EMILY: I’ll jump in here first. First of all, there’s probably a lot of steps in order to get to a more flexible mindset. Something that comes, an overarching theme, that comes to my mind in my experience is being less judgmental and more curious. So, it’s not necessarily to say that we’re not still observing and drawing conclusions, but we are developing more of a curious mindset rather than a judgmental mindset. And, you know, obviously the work that we do, specifically with eating disorders, is around food and being less judgmental about food and increasing variety of foods and flexibility with foods. But, it’s natural that practicing that with food naturally will carry over to many other areas of a person’s life. Where they just learn how to be in practice in general, less judgmental and more curious. And I think that really helps get out of that really black and white mentality. Whether it’s right or it’s wrong. It’s good or it’s bad. There’s a little bit more grey area.

PAIGE: Great point. How about you Marci? Tell us what you think about that.

MARCI: First I want to say I love everything that Emily just said about the curiosity and I think that’s incredibly important to practice. One of the ways I do this with my clients is I have them think about how they would be speaking to their child self. So, if they would imagine somebody saying this, you know, about imagine themselves as a five-year-old. It’s like, how would you speak to that five-year-old? The really interesting this is that we all have that capacity to tap into our own inner wisdom. Sometimes shifting focus as if you were speaking to your younger self or you were speaking to, if you have a son or a daughter. If you were speaking to your best friend, is that you have a greater capacity, typically, to shift out of that very black and white, often very cruel, thinking to something that’s much more nuanced. Much softer. Much more, typically, grounded in reality and less black and white. One of the things that I want to say is that as human beings our minds have evolved to put things into categories because it helps us sort through the world to know what’s safe and what’s not safe. So, it’s a very human tendency and some of us are more prone to black and white thinking than other people. So, to not sort of add another burden on top of yourself for judging yourself for the black and white thinking, but just being able to be like, “oh, there I go again making a really sort of black and white statement I wonder how I can soften this?” or “I wonder how I could frame it to my son?” or “how would I talk about this with my friend?” To lighten it up and careful not to add, sort of, another layer of judgement because you find yourself really struggling with that black and white thinking.

EMILY: Can I jump in?

PAIGE: Marci that’s a great tip. Yeah, go ahead Emily.

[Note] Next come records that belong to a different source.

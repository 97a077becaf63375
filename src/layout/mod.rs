//! # Page Flow Engine
//!
//! The page is the unit of layout. The engine never lays content out on an
//! infinitely tall canvas and slices it afterwards; it walks the blocks in
//! order against a cursor on a page of known size:
//!
//! 1. Open a page with known dimensions and remaining space
//! 2. Before placing each block, ask: "does this fit?"
//! 3. If it fits: place it, reduce remaining space
//! 4. If it doesn't: ask the block to split at a line or row boundary, place
//!    what fits, and carry the rest to a fresh page
//! 5. If nothing fits on a fresh page: force the smallest piece onto it so
//!    layout always makes progress
//! 6. On every finished page: run the decoration callback, then hand the
//!    page to the sink
//!
//! An explicit page break finishes the current page no matter how much room
//! is left. Configuration problems (unknown styles, bad geometry, misshapen
//! tables) are found by a validation pass before the first page exists.

pub mod block;
pub mod decoration;
pub mod page_break;
pub mod table;

use std::borrow::Cow;
use std::collections::VecDeque;

use serde::Serialize;

use crate::error::LayoutError;
use crate::font::{MeasureCache, SpanStyle, TextMeasurer};
use crate::model::{Block, PageGeometry, TableOp};
use crate::style::{Color, FrozenStyles};
use crate::text::parse_markup;

use decoration::{Canvas, DecorationLayer, PageContext, PageDecorator, PageKind};
use page_break::fits;

/// A positioned drawing primitive in page coordinates (origin top-left,
/// y grows downward).
#[derive(Debug, Clone, PartialEq, Serialize)]
#[serde(tag = "type")]
pub enum DrawCommand {
    /// A run of text. `y` is the baseline.
    Text {
        x: f64,
        y: f64,
        text: String,
        style: SpanStyle,
    },
    FillRect {
        x: f64,
        y: f64,
        width: f64,
        height: f64,
        color: Color,
    },
    Line {
        x1: f64,
        y1: f64,
        x2: f64,
        y2: f64,
        width: f64,
        color: Color,
    },
}

/// Where a block (or a piece of one) landed on a page.
#[derive(Debug, Clone, PartialEq, Serialize)]
#[serde(rename_all = "camelCase")]
pub struct Placement {
    /// Position of the block in the input sequence.
    pub block_index: usize,
    pub kind: &'static str,
    /// Top of the block's content, relative to the top margin.
    pub y: f64,
    pub height: f64,
    /// Lines or rows of the block carried on this page (0 for atomic blocks).
    pub units: usize,
    /// Placed on a fresh page despite not fitting.
    pub forced: bool,
}

/// A finished page.
#[derive(Debug, Clone, Serialize)]
#[serde(rename_all = "camelCase")]
pub struct Page {
    /// 1-based, strictly increasing.
    pub number: usize,
    pub width: f64,
    pub height: f64,
    /// Vertical space consumed by content and spacing.
    pub used_height: f64,
    pub placements: Vec<Placement>,
    /// Content and decoration in paint order.
    pub commands: Vec<DrawCommand>,
}

impl Page {
    /// Whether any block on this page was forced past the bottom margin.
    pub fn has_forced_placement(&self) -> bool {
        self.placements.iter().any(|p| p.forced)
    }

    /// All text on the page in paint order.
    pub fn text(&self) -> String {
        let mut out = String::new();
        for command in &self.commands {
            if let DrawCommand::Text { text, .. } = command {
                if !out.is_empty() {
                    out.push(' ');
                }
                out.push_str(text);
            }
        }
        out
    }
}

/// Consumer of finished pages, e.g. a PDF writer.
pub trait PageSink {
    fn emit(&mut self, page: Page) -> Result<(), LayoutError>;
}

impl PageSink for Vec<Page> {
    fn emit(&mut self, page: Page) -> Result<(), LayoutError> {
        self.push(page);
        Ok(())
    }
}

/// What every block operation needs during one pass.
pub struct LayoutContext<'a> {
    pub styles: &'a FrozenStyles,
    pub cache: MeasureCache<'a>,
}

impl<'a> LayoutContext<'a> {
    pub fn new(styles: &'a FrozenStyles, measurer: &'a dyn TextMeasurer) -> Self {
        Self {
            styles,
            cache: MeasureCache::new(measurer),
        }
    }
}

/// Tracks where we are on the current page during layout.
#[derive(Debug, Clone)]
struct PageCursor {
    geometry: PageGeometry,
    number: usize,
    content_width: f64,
    content_height: f64,
    content_x: f64,
    content_y: f64,
    y: f64,
    /// Space-after of the last block placed, for collapsing with the next
    /// block's space-before.
    trailing_space: f64,
    placements: Vec<Placement>,
    commands: Vec<DrawCommand>,
}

EMILY: I love that and I just want to mention something in addition. Often times, as someone’s moving forward out of this all or nothing mentality and into this more flexible thinking it’s easy for them to feel an increased level of anxiety because it is their mind protecting them. As Marci described we’re evolved to that place where we are making judgements to keep up safe and our mind is often keeping us safe. So, for example, if someone chooses to eat something or to do something that they have made prior rules around it’s likely that their anxiety will increase. Now, typically an individual would retreat. Naturally we don’t want to go to that place where we feel more anxious. We’re really aiming to feel more peace and calm. And that’s where this can be really hard work because you’re moving forward even though you’re actually feeling more fear and more anxiety because your brain is trying to keep you safe. As Marci has just talked about, it’s really wise to say things like, “oh, thank you mind for trying to protect me but I'm wondering if this is maybe a wise decision.” Or in some way really acknowledging that you are trying to keep yourself safe. It’s not like you are, again, adding more layers of judgment to yourself for being in this mindset or getting yourself in this mindset or any number of conclusions you could draw.

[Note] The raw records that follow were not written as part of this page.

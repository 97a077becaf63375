//! # Line Wrapping
//!
//! Turns parsed paragraph markup into positioned lines for a given width.
//!
//! Break opportunities come from UAX#14, so Latin text wraps at spaces and
//! CJK text wraps between characters. Placement is greedy: words are added
//! to the current line while they fit, and a word that overflows starts the
//! next line. A word wider than the whole line sits on a line by itself.
//!
//! The result is a pure function of (markup, style, width) and the
//! measurer, so wrapping the same paragraph twice yields the same lines.

pub mod markup;

use unicode_linebreak::{linebreaks, BreakOpportunity};

use crate::error::LayoutError;
use crate::font::{MeasureCache, SpanStyle};
use crate::style::{Alignment, Style};

pub use markup::{parse_markup, Inline, ParsedMarkup};

/// Tolerance for floating-point width comparisons.
const EPSILON: f64 = 1e-6;

/// A run of same-styled text placed on a line.
#[derive(Debug, Clone, PartialEq)]
pub struct LineSpan {
    pub text: String,
    /// Offset from the left edge of the paragraph frame.
    pub x: f64,
    pub width: f64,
    pub style: SpanStyle,
}

/// One wrapped line. Immutable once produced.
#[derive(Debug, Clone, PartialEq)]
pub struct LaidOutLine {
    /// Width of the glyph run, including any justification stretch.
    pub width: f64,
    /// Distance from the top of the paragraph to this line's baseline.
    pub baseline_y_offset: f64,
    /// Vertical pitch this line occupies.
    pub height: f64,
    /// Extra space added to each inter-word gap. Zero unless justified.
    pub stretch: f64,
    pub spans: Vec<LineSpan>,
}

impl LaidOutLine {
    pub fn text(&self) -> String {
        self.spans.iter().map(|s| s.text.as_str()).collect()
    }
}

/// Total height of a sequence of lines.
pub fn lines_height(lines: &[LaidOutLine]) -> f64 {
    lines.iter().map(|l| l.height).sum()
}

/// A measured fragment of a word, in one span style.
#[derive(Debug, Clone)]
struct Piece {
    text: String,
    style: SpanStyle,
    width: f64,
    line_height: f64,
}

/// An unbreakable unit plus the whitespace that follows it.
#[derive(Debug, Clone, Default)]
struct Word {
    content: Vec<Piece>,
    gap: Vec<Piece>,
    /// A forced break follows this word.
    break_after: bool,
}

impl Word {
    fn width(&self) -> f64 {
        self.content.iter().map(|p| p.width).sum()
    }

    fn gap_width(&self) -> f64 {
        self.gap.iter().map(|p| p.width).sum()
    }

    /// Followed by whitespace, so justification may widen the gap.
    fn is_spaced(&self) -> bool {
        !self.gap.is_empty()
    }
}

/// Parse and wrap a paragraph's markup. Markup problems are recovered by the
/// parser; callers that want to report them should call
/// [`parse_markup`] themselves.
pub fn layout_paragraph(
    markup: &str,
    style: &Style,
    width: f64,
    cache: &MeasureCache,
) -> Result<Vec<LaidOutLine>, LayoutError> {
    let parsed = parse_markup(markup, &SpanStyle::from_style(style));
    wrap(&parsed.items, style, width, cache)
}

/// Wrap inline items into lines no wider than `width` (except for single
/// words that cannot fit anywhere).
pub fn wrap(
    items: &[Inline],
    style: &Style,
    width: f64,
    cache: &MeasureCache,
) -> Result<Vec<LaidOutLine>, LayoutError> {
    let words = split_words(items, cache)?;

    let mut lines: Vec<LaidOutLine> = Vec::new();
    let mut current: Vec<Word> = Vec::new();
    let mut current_width = 0.0;
    let mut top = 0.0;

    for word in words {
        let indent = if lines.is_empty() {
            style.first_line_indent
        } else {
            0.0
        };
        let available = width - indent;
        let word_width = word.width();

        if let Some(prev) = current.last() {
            let needed = current_width + prev.gap_width() + word_width;
            if needed > available + EPSILON {
                let line = close_line(&current, style, width, indent, top, false);
                top += line.height;
                lines.push(line);
                current.clear();
                current_width = 0.0;
            }
        }

        if let Some(prev) = current.last() {
            current_width += prev.gap_width();
        }
        current_width += word_width;
        let forced = word.break_after;
        current.push(word);

        if forced {
            let indent = if lines.is_empty() {
                style.first_line_indent
            } else {
                0.0
            };
            let line = close_line(&current, style, width, indent, top, true);
            top += line.height;
            lines.push(line);
            current.clear();
            current_width = 0.0;
        }
    }

    if !current.is_empty() {
        let indent = if lines.is_empty() {
            style.first_line_indent
        } else {
            0.0
        };
        lines.push(close_line(&current, style, width, indent, top, true));
    }

    Ok(lines)
}

/// Build a positioned line from its words. `last` marks the end of the
/// paragraph or a forced break, neither of which is justified.
fn close_line(
    words: &[Word],
    style: &Style,
    width: f64,
    indent: f64,
    top: f64,
    last: bool,
) -> LaidOutLine {
    let available = (width - indent).max(0.0);
    let natural: f64 = words
        .iter()
        .enumerate()
        .map(|(i, w)| {
            if i + 1 < words.len() {
                w.width() + w.gap_width()
            } else {
                w.width()
            }
        })
        .sum();
    // Only whitespace stretches; segments joined without a space (after a
    // hyphen, between ideographs) stay together.
    let gaps = words[..words.len().saturating_sub(1)]
        .iter()
        .filter(|w| w.is_spaced())
        .count();

    let stretch = if style.alignment == Alignment::Justify
        && !last
        && gaps > 0
        && natural + EPSILON < available
    {
        (available - natural) / gaps as f64
    } else {
        0.0
    };

    let slack = (available - natural).max(0.0);
    let start = indent
        + match style.alignment {
            Alignment::Left | Alignment::Justify => 0.0,
            Alignment::Center => slack / 2.0,
            Alignment::Right => slack,
        };

    let mut spans: Vec<LineSpan> = Vec::new();
    let mut x = start;
    let mut tallest: f64 = 0.0;
    let mut largest_size = style.size;

    for (i, word) in words.iter().enumerate() {
        for piece in &word.content {
            push_span(&mut spans, piece, x);
            x += piece.width;
            tallest = tallest.max(piece.line_height);
            largest_size = largest_size.max(piece.style.size);
        }
        if i + 1 < words.len() {
            if stretch > 0.0 && word.is_spaced() {
                x += word.gap_width() + stretch;
            } else {
                for piece in &word.gap {
                    push_span(&mut spans, piece, x);
                    x += piece.width;
                }
            }
        }
    }

    let height = style.leading.max(tallest);
    LaidOutLine {
        width: natural + stretch * gaps as f64,
        baseline_y_offset: top + largest_size,
        height,
        stretch,
        spans,
    }
}

/// Append a piece, extending the previous span when it continues it exactly.
/// Justification stretch leaves a hole, so stretched words stay separate.
fn push_span(spans: &mut Vec<LineSpan>, piece: &Piece, x: f64) {
    if piece.text.is_empty() {
        return;
    }
    if let Some(last) = spans.last_mut() {
        if last.style == piece.style && (last.x + last.width - x).abs() < EPSILON {
            last.text.push_str(&piece.text);
            last.width += piece.width;
            return;
        }
    }
    spans.push(LineSpan {
        text: piece.text.clone(),
        x,
        width: piece.width,
        style: piece.style.clone(),
    });
}

/// Characters that end a line by themselves (UAX#14 classes BK, CR, LF, NL).
fn is_hard_break(ch: char) -> bool {
    matches!(
        ch,
        '\n' | '\r' | '\u{000B}' | '\u{000C}' | '\u{0085}' | '\u{2028}' | '\u{2029}'
    )
}

/// Korean wraps at spaces only: UAX#14 allows a break on either side of
/// every Hangul syllable, which would cut words apart.
fn joins_korean(before: &str, after: &str) -> bool {
    match (before.chars().next_back(), after.chars().next()) {
        (Some(a), Some(b)) => {
            !a.is_whitespace() && !b.is_whitespace() && (is_hangul(a) || is_hangul(b))
        }
        _ => false,
    }
}

fn is_hangul(ch: char) -> bool {
    matches!(
        ch,
        '\u{1100}'..='\u{11FF}'
            | '\u{3130}'..='\u{318F}'
            | '\u{A960}'..='\u{A97F}'
            | '\u{AC00}'..='\u{D7AF}'
            | '\u{D7B0}'..='\u{D7FF}'
    )
}

/// Split inline items into measured words.
fn split_words(items: &[Inline], cache: &MeasureCache) -> Result<Vec<Word>, LayoutError> {
    let mut words: Vec<Word> = Vec::new();
    let mut segment: Vec<(&str, &SpanStyle)> = Vec::new();

    for item in items {
        match item {
            Inline::Text { text, style } => segment.push((text.as_str(), style)),
            Inline::Break => {
                words_from_runs(&segment, cache, &mut words)?;
                segment.clear();
                match words.last_mut() {
                    Some(last) if !last.break_after => last.break_after = true,
                    // Consecutive breaks produce empty lines.
                    _ => words.push(Word {
                        break_after: true,
                        ..Word::default()
                    }),
                }
            }
        }
    }
    words_from_runs(&segment, cache, &mut words)?;
    Ok(words)
}

/// Segment a run of styled text (with no forced breaks between items) at
/// UAX#14 opportunities.
fn words_from_runs(
    runs: &[(&str, &SpanStyle)],
    cache: &MeasureCache,
    words: &mut Vec<Word>,
) -> Result<(), LayoutError> {
    if runs.is_empty() {
        return Ok(());
    }

    // Plain text plus the byte range each style covers.
    let mut plain = String::new();
    let mut bounds: Vec<(usize, usize, &SpanStyle)> = Vec::with_capacity(runs.len());
    for (text, style) in runs {
        let start = plain.len();
        plain.push_str(text);
        bounds.push((start, plain.len(), style));
    }

    let mut seg_start = 0;
    for (seg_end, opportunity) in linebreaks(&plain) {
        let segment = &plain[seg_start..seg_end];
        let hard = opportunity == BreakOpportunity::Mandatory && seg_end < plain.len();
        if !hard && joins_korean(segment, &plain[seg_end..]) {
            continue;
        }

        let body = segment.trim_end_matches(is_hard_break);
        let content_len = body.trim_end_matches([' ', '\t']).len();
        let content_end = seg_start + content_len;
        let body_end = seg_start + body.len();

        let word = Word {
            content: pieces(&plain, seg_start, content_end, &bounds, cache)?,
            gap: pieces(&plain, content_end, body_end, &bounds, cache)?,
            break_after: hard,
        };
        words.push(word);
        seg_start = seg_end;
    }
    Ok(())
}

/// Measure the styled pieces of `plain[start..end]`.
fn pieces(
    plain: &str,
    start: usize,
    end: usize,
    bounds: &[(usize, usize, &SpanStyle)],
    cache: &MeasureCache,
) -> Result<Vec<Piece>, LayoutError> {
    let mut out = Vec::new();
    for &(b0, b1, style) in bounds {
        let s = start.max(b0);
        let e = end.min(b1);
        if s >= e {
            continue;
        }
        let text = &plain[s..e];
        let metrics = cache.measure(text, style)?;
        out.push(Piece {
            text: text.to_string(),
            style: style.clone(),
            width: metrics.width,
            line_height: metrics.line_height,
        });
    }
    Ok(out)
}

PAIGE: Yeah. That’s so true. I see a lot of people that I work with sort of on top of everything else they’re struggling with, now we talk about all or nothing thinking and now they’re like, “oh man. That’s another thing I need to work on. Or another thing I'm terrible at.” Another source of shame or guilt in this whole process. I loved both of your suggestions. I definitely use that tip from Marci with people I work with too. Just how would you talk to someone you really truly love, like your younger self, or your child, or your niece or nephew or something like that? How would you talk them through this if they were expressing that? And so often it’s easy to get out of that black and white thinking and more into that compassion and nuance and gentleness that we all need. We all need that especially from ourselves to get through this really difficult life. So, great points.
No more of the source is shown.